GFF annotation file (International_Peach_Genome_Initiative, 2013) of the peach genome used in these analyses as downloaded from GDR (Jung et al., 2008). The file is saved as a tab separated values (.tsv) file and can be viewed as a spreadsheet.
Fasta file of peach cDNA sequences.
PPT file with a compressed bar graph depicting polymorphism rate in each 50kb window for each sample.
Excel file of the 50kb regions with significantly higher or lower polymorphism depth.

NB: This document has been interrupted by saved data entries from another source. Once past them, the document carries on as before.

use super::common::*;
use std::sync::Arc;

use crate::rewards::domain::DecisionStatus;
use crate::rewards::service::{RewardRequest, RewardService, RewardServiceError};
use crate::rewards::store::StoreError;
use crate::rewards::validation::ValidationError;

#[tokio::test]
async fn check_persists_granted_reward() {
    let store = Arc::new(MemoryStore::default());
    let service = build_service(store.clone(), 0.95);

    let decision = service.check(&streak_request(), today()).await.expect("decision");

    assert!(decision.granted);
    let records = store.records();
    assert_eq!(records.len(), 1);
    assert_eq!(records[0].user_id, USER);
    assert_eq!(records[0].date, decision_date());
    assert_eq!(records[0].box_type, "streak_engager");
    assert_eq!(Some(records[0].rarity), decision.rarity);
    assert_eq!(records[0].karma, decision.karma);
}

#[tokio::test]
async fn second_request_for_same_day_is_already_rewarded() {
    let store = Arc::new(MemoryStore::default());
    let service = build_service(store.clone(), 0.95);

    let first = service.check(&streak_request(), today()).await.expect("first");
    let second = service.check(&streak_request(), today()).await.expect("second");

    assert!(first.granted);
    assert!(!second.granted);
    assert_eq!(second.status, DecisionStatus::AlreadyReceived);
    assert_eq!(second.reason, "already rewarded");
    assert_eq!(store.records().len(), 1);
}

#[tokio::test]
async fn dedup_check_skips_the_scorer() {
    let store = Arc::new(MemoryStore::default());
    let scorer = Arc::new(FixedScorer::new(0.95));
    let service = RewardService::new(Arc::new(engine_with_scorer(scorer.clone())), store);

    service.check(&streak_request(), today()).await.expect("first");
    service.check(&streak_request(), today()).await.expect("second");

    assert_eq!(scorer.calls(), 1);
}

#[tokio::test]
async fn denied_decisions_are_not_persisted() {
    let store = Arc::new(MemoryStore::default());
    let service = build_service(store.clone(), 0.2);

    let decision = service.check(&streak_request(), today()).await.expect("decision");

    assert_eq!(decision.status, DecisionStatus::Missed);
    assert!(store.records().is_empty());
}

#[tokio::test]
async fn future_date_is_rejected_before_the_engine_runs() {
    let store = Arc::new(MemoryStore::default());
    let scorer = Arc::new(FixedScorer::new(0.95));
    let service = RewardService::new(Arc::new(engine_with_scorer(scorer.clone())), store.clone());
    let request = RewardRequest {
        date: "2025-06-13".to_string(),
        ..streak_request()
    };

    match service.check(&request, today()).await {
        Err(RewardServiceError::Validation(ValidationError::FutureDate { .. })) => {}
        other => panic!("expected future date rejection, got {other:?}"),
    }
    assert_eq!(scorer.calls(), 0);
    assert!(store.records().is_empty());
}

#[tokio::test]
async fn malformed_date_is_a_validation_error() {
    let service = build_service(Arc::new(MemoryStore::default()), 0.95);
    let request = RewardRequest {
        date: "11/06/2025".to_string(),
        ..streak_request()
    };

    let err = service.check(&request, today()).await.expect_err("bad date");
    assert!(matches!(
        err,
        RewardServiceError::Validation(ValidationError::InvalidDate(_))
    ));
}

#[tokio::test]
async fn blank_user_id_is_a_validation_error() {
    let service = build_service(Arc::new(MemoryStore::default()), 0.95);
    let request = RewardRequest {
        user_id: "   ".to_string(),
        ..streak_request()
    };

    let err = service.check(&request, today()).await.expect_err("blank user");
    assert!(matches!(
        err,
        RewardServiceError::Validation(ValidationError::EmptyUserId)
    ));
}

#[tokio::test]
async fn lost_uniqueness_race_reports_already_rewarded() {
    let service = build_service(Arc::new(ConflictStore), 0.95);

    let decision = service.check(&streak_request(), today()).await.expect("decision");

    assert!(!decision.granted);
    assert_eq!(decision.status, DecisionStatus::AlreadyReceived);
    assert_eq!(decision.karma, 0);
}

#[tokio::test]
async fn store_outage_propagates() {
    let service = build_service(Arc::new(UnavailableStore), 0.95);

    let err = service.check(&streak_request(), today()).await.expect_err("store down");
    assert!(matches!(
        err,
        RewardServiceError::Store(StoreError::Unavailable(_))
    ));
}

#[tokio::test]
async fn rewarded_users_lists_grants_for_the_day() {
    let store = Arc::new(MemoryStore::default());
    let service = build_service(store, 0.95);
    for user in ["user_b", "user_a"] {
        let request = RewardRequest {
            user_id: user.to_string(),
            ..streak_request()
        };
        service.check(&request, today()).await.expect("decision");
    }

    let users = service
        .rewarded_users(&decision_date().to_string())
        .await
        .expect("listing");
    assert_eq!(users, vec!["user_a".to_string(), "user_b".to_string()]);
    assert!(service
        .rewarded_users("2025-06-10")
        .await
        .expect("listing")
        .is_empty());
}

#[tokio::test]
async fn prune_expired_drops_grants_outside_retention() {
    let store = Arc::new(MemoryStore::default());
    let service = build_service(store.clone(), 0.95);
    service.check(&streak_request(), today()).await.expect("grant");

    let kept = service.prune_expired(today(), 1).await.expect("prune");
    assert_eq!(kept, 0);
    assert_eq!(store.records().len(), 1);

    let removed = service.prune_expired(today(), 0).await.expect("prune");
    assert_eq!(removed, 1);
    assert!(store.records().is_empty());
}

#[tokio::test]
async fn prune_surfaces_store_outage() {
    let service = build_service(Arc::new(UnavailableStore), 0.95);

    let err = service
        .prune_expired(today(), 30)
        .await
        .expect_err("store down");
    assert!(matches!(
        err,
        RewardServiceError::Store(StoreError::Unavailable(_))
    ));
}
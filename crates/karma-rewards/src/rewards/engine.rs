use std::sync::Arc;

use chrono::NaiveDate;
use tracing::{info, warn};

use super::conditions::FeatureConditions;
use super::domain::{DailyMetrics, DecisionStatus, RewardDecision, TemporalContext};
use super::karma::{calculate_karma, KarmaBounds};
use super::normalizer::{clamp_metrics, normalize_metrics, NormalizedMetrics};
use super::rules::{RewardRule, RuleSet};
use super::scorer::{FeatureVector, ProbabilityScorer, ScoringError};
use super::selection::{select_box_type, select_rarity};
use super::settings::{ConfigurationError, RewardEngineConfig};

/// Stateless decision pipeline over immutable configuration and an injected
/// scorer. Safe to share across threads; each call is independent.
pub struct RewardEngine {
    config: RewardEngineConfig,
    rules: RuleSet,
    feature_conditions: FeatureConditions,
    scorer: Arc<dyn ProbabilityScorer>,
}

/// Failure while producing a decision. Callers surface this as a generic
/// processing error.
#[derive(Debug, thiserror::Error)]
pub enum EngineError {
    #[error("probability scoring failed: {0}")]
    Scoring(#[from] ScoringError),
    #[error("reward configuration error: {0}")]
    Configuration(#[from] ConfigurationError),
}

impl RewardEngine {
    pub fn new(
        config: RewardEngineConfig,
        feature_conditions: FeatureConditions,
        scorer: Arc<dyn ProbabilityScorer>,
    ) -> Result<Self, ConfigurationError> {
        let rules = RuleSet::new(config.validate()?);
        for box_type in config.zero_weight_box_types() {
            warn!(
                box_type,
                "box type has all-zero rarity weights; draws will fall back to common"
            );
        }

        Ok(Self {
            config,
            rules,
            feature_conditions,
            scorer,
        })
    }

    pub fn config(&self) -> &RewardEngineConfig {
        &self.config
    }

    pub fn rules(&self) -> &RuleSet {
        &self.rules
    }

    pub fn feature_conditions(&self) -> &FeatureConditions {
        &self.feature_conditions
    }

    /// Decide the reward for one user/day. `already_rewarded` comes from the
    /// dedup store and short-circuits every other step.
    pub fn evaluate(
        &self,
        user_id: &str,
        date: NaiveDate,
        metrics: &DailyMetrics,
        already_rewarded: bool,
    ) -> Result<RewardDecision, EngineError> {
        if already_rewarded {
            info!(user_id, %date, "reward already granted for this date");
            return Ok(RewardDecision::denied(
                user_id,
                date,
                DecisionStatus::AlreadyReceived,
            ));
        }

        let clamped = clamp_metrics(metrics, &self.config.metric_ranges);
        let matched = self.rules.evaluate(&clamped);
        if matched.is_empty() {
            info!(user_id, %date, "no reward rule matched");
            return Ok(RewardDecision::denied(user_id, date, DecisionStatus::NoMatch));
        }

        let temporal = TemporalContext::from_date(date);
        let normalized = normalize_metrics(&clamped, &self.config.metric_ranges);
        let features = self.features(&clamped, &normalized, &matched, temporal);
        let probability = self.score(&features)?;

        let threshold = self.config.reward_probability_threshold;
        if probability < threshold {
            info!(user_id, %date, probability, threshold, "probability below threshold");
            return Ok(RewardDecision::denied(user_id, date, DecisionStatus::Missed));
        }

        let candidates: Vec<&str> = matched.iter().map(|rule| rule.box_type.as_str()).collect();
        let Some(box_id) = select_box_type(&candidates, user_id, date) else {
            return Ok(RewardDecision::denied(user_id, date, DecisionStatus::NoMatch));
        };
        let box_type = self
            .config
            .box_type(box_id)
            .ok_or_else(|| ConfigurationError::MissingBoxType(box_id.to_string()))?;

        let draw = select_rarity(
            box_id,
            box_type,
            &self.config.target_rarity_dist,
            probability,
            threshold,
            user_id,
            date,
        );
        let mut warnings = Vec::new();
        if draw.fallback {
            warn!(box_type = box_id, "all rarity weights are zero; using common tier");
            warnings.push(format!(
                "box type '{box_id}' has no rarity weight configured; defaulted to common"
            ));
        }

        let karma = calculate_karma(
            box_type.base_karma,
            draw.tier,
            &normalized,
            temporal,
            &self.config.temporal_trends,
            KarmaBounds {
                min: self.config.karma_min,
                max: self.config.karma_max,
            },
        );

        let reason = matched
            .iter()
            .find(|rule| rule.box_type == box_id)
            .map(|rule| rule.description.clone())
            .unwrap_or_default();

        info!(
            user_id,
            %date,
            box_type = box_id,
            rarity = %draw.tier,
            karma,
            "surprise box granted"
        );

        Ok(RewardDecision {
            user_id: user_id.to_string(),
            date,
            granted: true,
            status: DecisionStatus::Delivered,
            box_type: Some(box_id.to_string()),
            box_name: Some(box_type.name.clone()),
            rarity: Some(draw.tier),
            karma,
            reason,
            warnings,
        })
    }

    /// Assemble the scorer input: normalized metrics, one flag per reward
    /// rule, one flag per catalogue condition, and the temporal multiplier.
    pub fn features(
        &self,
        clamped: &DailyMetrics,
        normalized: &NormalizedMetrics,
        matched: &[&RewardRule],
        temporal: TemporalContext,
    ) -> FeatureVector {
        let mut features = FeatureVector::default();
        for (key, value) in normalized.iter() {
            features.insert(key.as_str(), value);
        }

        for rule in self.rules.iter() {
            let hit = matched.iter().any(|m| m.box_type == rule.box_type);
            features.insert(rule.feature_name(), flag(hit));
        }

        for (index, condition) in self.feature_conditions.iter().enumerate() {
            features.insert(
                FeatureConditions::feature_name(index),
                flag(condition.expression.holds(clamped)),
            );
        }

        features.insert("temporal_multiplier", self.temporal_multiplier(temporal));
        features
    }

    pub fn temporal_multiplier(&self, temporal: TemporalContext) -> f64 {
        let trends = &self.config.temporal_trends;
        let weekday = if temporal.is_weekend() {
            trends.weekend_multiplier
        } else {
            1.0
        };
        weekday * trends.seasonal_multiplier(temporal.month)
    }

    fn score(&self, features: &FeatureVector) -> Result<f64, ScoringError> {
        let probability = self.scorer.score(features)?;
        if !(0.0..=1.0).contains(&probability) {
            return Err(ScoringError::OutOfRange(probability));
        }
        Ok(probability)
    }
}

fn flag(value: bool) -> f64 {
    if value {
        1.0
    } else {
        0.0
    }
}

GO-term composition of nonsense SNP-containing datasets separated by molecular function, biological process, and cellular component. Blast2GO was used to assign function to sequences predicted to have nonsense mutations. GO-terms were separated by percent composition for each dataset including the entire peach dataset. Comparison to the entire peach identifies GO-terms which may have higher or lower frequencies of developing nonsense-SNPs.
Chi-square test of observed Gene Ontology distribution amongst datasets. GO terms were determined for the entire set of peach genes to test if the observed number of gene ontology terms for the cherry and almond nonsense SNP-containing genes were significantly different than expected. Gene ontology IDs with P-values lower than 0.001 were highlighted and noted with either higher or lower representation than expected.
KEGG pathways with members predicted to have nonsense SNPs. Blast2GO was used to assign EC numbers to genes in each dataset containing putative nonsense SNPs. These EC numbers were mapped back to KEGG maps. The table below lists the KEGG pathways and records the presence of members with nonsense SNP with an X.
KEGG pathways with members in “Response to Stress” gene ontology. All sequences with the parent GO term “Response to Stress” were selected and mapped to KEGG maps. Datasets containing a nonsense SNP mapping back to a KEGG map are indicated with an “X” suggesting a potential loss of function in an aspect of the metabolic process.